WHAT TO DO: Could you retype, exactly as written, every line from the top of the records through the line that contains "PaymentMethod::Bkash | PaymentMethod::Nagad"?

EXCERPTED RECORDS:
=== Begin Enclosure ===

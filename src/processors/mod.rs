use crate::domain::checkout::{CardInput, PaymentMethod, PaymentOutcome};
use anyhow::Result;
use std::time::Duration;

pub mod bnpl;
pub mod card;
pub mod offline;
pub mod wallet;

#[derive(Debug, Clone)]
pub struct ProcessorRequest {
    pub method: PaymentMethod,
    pub amount: f64,
    pub currency: String,
    pub card: Option<CardInput>,
}

#[async_trait::async_trait]
pub trait MethodProcessor: Send + Sync {
    fn name(&self) -> &'static str;

    async fn process(&self, request: &ProcessorRequest) -> Result<PaymentOutcome>;
}

pub fn processor_for(method: PaymentMethod, delay: Duration) -> Box<dyn MethodProcessor> {
    match method {
        PaymentMethod::Card => Box::new(card::CardProcessor { delay }),
        PaymentMethod::Bkash | PaymentMethod::Nagad | PaymentMethod::Rocket => {
            Box::new(wallet::WalletProcessor { provider: method, delay })
        }
        PaymentMethod::Klarna | PaymentMethod::Affirm => {
            Box::new(bnpl::BnplProcessor { provider: method, delay })
        }
        PaymentMethod::BankTransfer | PaymentMethod::CashOnDelivery => {
            Box::new(offline::OfflineProcessor { method, delay })
        }
    }
}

=== End Enclosure ===

TASK RESPONSE:
filename src/processors/mod.rs
use crate::domain::checkout::{CardInput, PaymentMethod, PaymentOutcome};
use anyhow::Result;
use std::time::Duration;

pub mod bnpl;
pub mod card;
pub mod offline;
pub mod wallet;

#[derive(Debug, Clone)]
pub struct ProcessorRequest {
    pub method: PaymentMethod,
    pub amount: f64,
    pub currency: String,
    pub card: Option<CardInput>,
}

#[async_trait::async_trait]
pub trait MethodProcessor: Send + Sync {
    fn name(&self) -> &'static str;

    async fn process(&self, request: &ProcessorRequest) -> Result<PaymentOutcome>;
}

pub fn processor_for(method: PaymentMethod, delay: Duration) -> Box<dyn MethodProcessor> {
    match method {
        PaymentMethod::Card => Box::new(card::CardProcessor { delay }),
        PaymentMethod::Bkash | PaymentMethod::Nagad | PaymentMethod::Rocket => {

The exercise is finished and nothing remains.